> _Goal of the exercise_
Copy out each line of the listing below in which the string "DeviceDescriptor" occurs.

> _Extracted material_
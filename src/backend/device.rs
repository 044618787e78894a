// Vulkan Device - logical device and its queues
//
// Responsibilities:
// - One queue-create request per distinct family (graphics may equal present)
// - Logical device creation on the selected GPU
// - Graphics/present queue retrieval (index 0 of each family)

use ash::vk;

use super::driver::{DeviceDescriptor, Driver, QueueRequest};
use super::physical::{QueueFamilies, SelectedDevice};
use super::{BootstrapError, BootstrapResult};

/// Single queue per family, full priority
const QUEUE_PRIORITY: f32 = 1.0;

/// Logical device plus the queues it was created with
///
/// `graphics_queue` and `present_queue` are the same handle when both
/// families coincide.
#[derive(Debug, Clone, Copy, PartialEq, Eq)]
pub struct LogicalDevice {
    pub device: vk::Device,
    pub graphics_queue: vk::Queue,
    pub present_queue: vk::Queue,
    pub families: QueueFamilies,
}

/// Queue-create requests for each distinct family, ascending
pub fn queue_requests(families: &QueueFamilies) -> Vec<QueueRequest> {
    families
        .unique()
        .into_iter()
        .map(|family_index| QueueRequest {
            family_index,
            priorities: vec![QUEUE_PRIORITY],
        })
        .collect()
}

pub fn create_logical_device<D: Driver>(
    driver: &mut D,
    instance: vk::Instance,
    selected: &SelectedDevice,
    features: vk::PhysicalDeviceFeatures,
) -> BootstrapResult<LogicalDevice> {
    let families = selected.families;
    let queues = queue_requests(&families);
    log::info!(
        "Creating logical device on {} with {} queue request(s)",
        selected.name,
        queues.len()
    );

    let desc = DeviceDescriptor {
        queues: &queues,
        features,
    };
    let device = driver
        .create_device(instance, selected.physical_device, &desc)
        .map_err(BootstrapError::DeviceCreation)?;

    let graphics_queue = driver.device_queue(device, families.graphics, 0);
    let present_queue = driver.device_queue(device, families.present, 0);

    Ok(LogicalDevice {
        device,
        graphics_queue,
        present_queue,
        families,
    })
}

/// Wait for the device to finish, then destroy it
pub fn destroy_logical_device<D: Driver>(driver: &mut D, device: &LogicalDevice) {
    log::info!("Destroying Vulkan device...");
    driver.destroy_device(device.device);
}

> _Answer for the task_
use super::driver::{DeviceDescriptor, Driver, QueueRequest};
    let desc = DeviceDescriptor {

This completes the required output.